Characterization of the technology: Metal Tubular structures, coated with a polymer and an antiproliferative agent, used to maintain the arterial lumen opened and to prevent restenosis of the lesion and the target vessel by mechanical pressure and local administration of drugs.

Question: Drug-eluting stents (DES) are safer and more effective than bare metal stents (BMS)? There are differences between the various drug-eluting stents?

Search and analysis of scientific evidence: We searched the Medline and EMBASE and included systematic reviews (SR) of randomized controlled trials (RCTs) comparing DES with each other or compared to BMS for treatment of patients with coronary artery disease.

Summary of results of selected studies: 29 SR were selected and half of them had moderate to high quality. The strength of recommendation was weak for most studies. The use of DES was associated with a significant reduction of reintervention and major adverse cardiac events (combination of acute myocardial infarction, target lesion restenosis or need for reintervention or intra-stent thrombosis) compared to BMS. There was no difference in the risk of mortality, myocardial infarction and intra-stent thrombosis. After one year of follow-up, DES were associated with a higher risk of late and definitive thrombosis. Among DES, sirolimus and everolimus showed better results. The efficacy and safety profile for the subgroup of diabetic patients was similar to that observed for other patients.

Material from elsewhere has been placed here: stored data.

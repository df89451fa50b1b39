// src/export/xlsx.rs

use crate::errors::{AppError, AppResult};
use crate::export::excel_date::parse_to_excel_date;
use crate::export::model::{entry_to_row, get_headers};
use crate::export::{ScheduleExport, notify_export_success};
use crate::ui::messages::info;
use rust_xlsxwriter::{Color, Format, FormatAlign, FormatBorder, FormatPattern, Workbook};
use std::path::Path;
use unicode_width::UnicodeWidthStr;

/// Export XLSX with styling and auto-sized columns.
pub(crate) fn export_xlsx(rows: &[ScheduleExport], path: &Path) -> AppResult<()> {
    info(format!("Exporting to XLSX: {}", path.display()));

    let mut workbook = Workbook::new();
    let worksheet = workbook.add_worksheet();

    if rows.is_empty() {
        worksheet
            .write(0, 0, "No data available")
            .map_err(to_export_error)?;
        workbook.save(path_str(path)?).map_err(to_export_error)?;
        notify_export_success("XLSX (empty dataset)", path);
        return Ok(());
    }

    // Header row
    let headers = get_headers();

    let header_format = Format::new()
        .set_bold()
        .set_font_color(Color::RGB(0xFFFFFF))
        .set_background_color(Color::RGB(0x2F7D5B))
        .set_pattern(FormatPattern::Solid)
        .set_border(FormatBorder::Thin);

    for (col, header) in headers.iter().enumerate() {
        worksheet
            .write_with_format(0, col as u16, *header, &header_format)
            .map_err(to_export_error)?;
    }

    worksheet.set_freeze_panes(1, 0).ok();

    // Column widths grow with the widest cell seen so far.
    let mut col_widths: Vec<usize> = headers.iter().map(|h| UnicodeWidthStr::width(*h)).collect();

    let band1 = Color::RGB(0xEAF7EF);
    let band2 = Color::RGB(0xFFFFFF);
    let num_align = FormatAlign::Right;

    for (row_index, entry) in rows.iter().enumerate() {
        let row = (row_index + 1) as u32;
        let band_color = if row_index % 2 == 0 { band1 } else { band2 };

        let values = entry_to_row(entry);

        for (col, value) in values.iter().enumerate() {
            let v = value.as_str();

            write_xlsx_cell(worksheet, row, col as u16, v, band_color, num_align)?;

            col_widths[col] = col_widths[col].max(UnicodeWidthStr::width(v));
        }
    }

    for (c, w) in col_widths.iter().enumerate() {
        worksheet
            .set_column_width(c as u16, *w as f64 + 2.0)
            .map_err(to_export_error)?;
    }

    workbook.save(path_str(path)?).map_err(to_export_error)?;

    notify_export_success("XLSX", path);
    Ok(())
}

/// Writes a single cell, promoting strings to date/time/number cells
/// when they parse as one.
fn write_xlsx_cell(
    worksheet: &mut rust_xlsxwriter::Worksheet,
    row: u32,
    col: u16,
    s: &str,
    bg: Color,
    num_align: FormatAlign,
) -> AppResult<()> {
    if let Some((num_format, serial)) = parse_to_excel_date(s) {
        let fmt = Format::new()
            .set_num_format(num_format)
            .set_background_color(bg)
            .set_pattern(FormatPattern::Solid)
            .set_border(FormatBorder::Thin);

        worksheet
            .write_with_format(row, col, serial, &fmt)
            .map_err(to_export_error)?;
        return Ok(());
    }

    if let Ok(num) = s.parse::<f64>() {
        let fmt = Format::new()
            .set_align(num_align)
            .set_background_color(bg)
            .set_pattern(FormatPattern::Solid)
            .set_border(FormatBorder::Thin);

        worksheet
            .write_with_format(row, col, num, &fmt)
            .map_err(to_export_error)?;
        return Ok(());
    }

    let fmt = Format::new()
        .set_background_color(bg)
        .set_pattern(FormatPattern::Solid)
        .set_border(FormatBorder::Thin);

    worksheet
        .write_with_format(row, col, s, &fmt)
        .map_err(to_export_error)?;

    Ok(())
}

fn to_export_error<E: std::fmt::Display>(e: E) -> AppError {
    AppError::Export(e.to_string())
}

fn path_str(path: &Path) -> AppResult<&str> {
    path.to_str()
        .ok_or_else(|| AppError::Export("invalid output path".into()))
}
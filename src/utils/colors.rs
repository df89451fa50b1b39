/// ANSI color helper utilities for terminal output.
pub const RESET: &str = "\x1b[0m";

pub const GREY: &str = "\x1b[90m";

pub const RED: &str = "\x1b[31m";
pub const GREEN: &str = "\x1b[32m";

pub const YELLOW: &str = "\x1b[33m";
pub const BLUE: &str = "\x1b[34m";
pub const CYAN: &str = "\x1b[36m";
pub const MAGENTA: &str = "\x1b[35m";

use crate::models::Category;

/// Returns GREY when the field is empty (None or "" or "--:--"),
/// and RESET otherwise.
pub fn color_for_optional_field<T: AsRef<str>>(value: Option<T>) -> &'static str {
    match value {
        Some(v) if !v.as_ref().trim().is_empty() && v.as_ref() != "--:--" => RESET,
        _ => GREY,
    }
}

/// Category accent used in timetable and budget listings.
pub fn color_for_category(category: Category) -> &'static str {
    match category {
        Category::Transport => CYAN,
        Category::Sightseeing => GREEN,
        Category::Meal => YELLOW,
        Category::Accommodation => MAGENTA,
        Category::Prep => BLUE,
        Category::Other => RESET,
    }
}

/// Grey out a rendered line when it belongs to a day already travelled.
pub fn grey_if_past(line: &str, past: bool) -> String {
    if past {
        format!("{GREY}{line}{RESET}")
    } else {
        line.to_string()
    }
}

Recommendations: There was consistency between studies regarding the efficacy of DES compared to BMS, as assessed by the reduction of the reintervention rate. However, in robust outcomes such as death and myocardial infarction there was no difference between the various technologies compared. Considering the quality of the evidence, the results and the high cost of drug-eluting stents in Brazil, we recommend weakly the use of eluting stents for patients with coronary artery disease who have complex anatomy of the lesion and at high risk of reintervention, such as diabetics patients.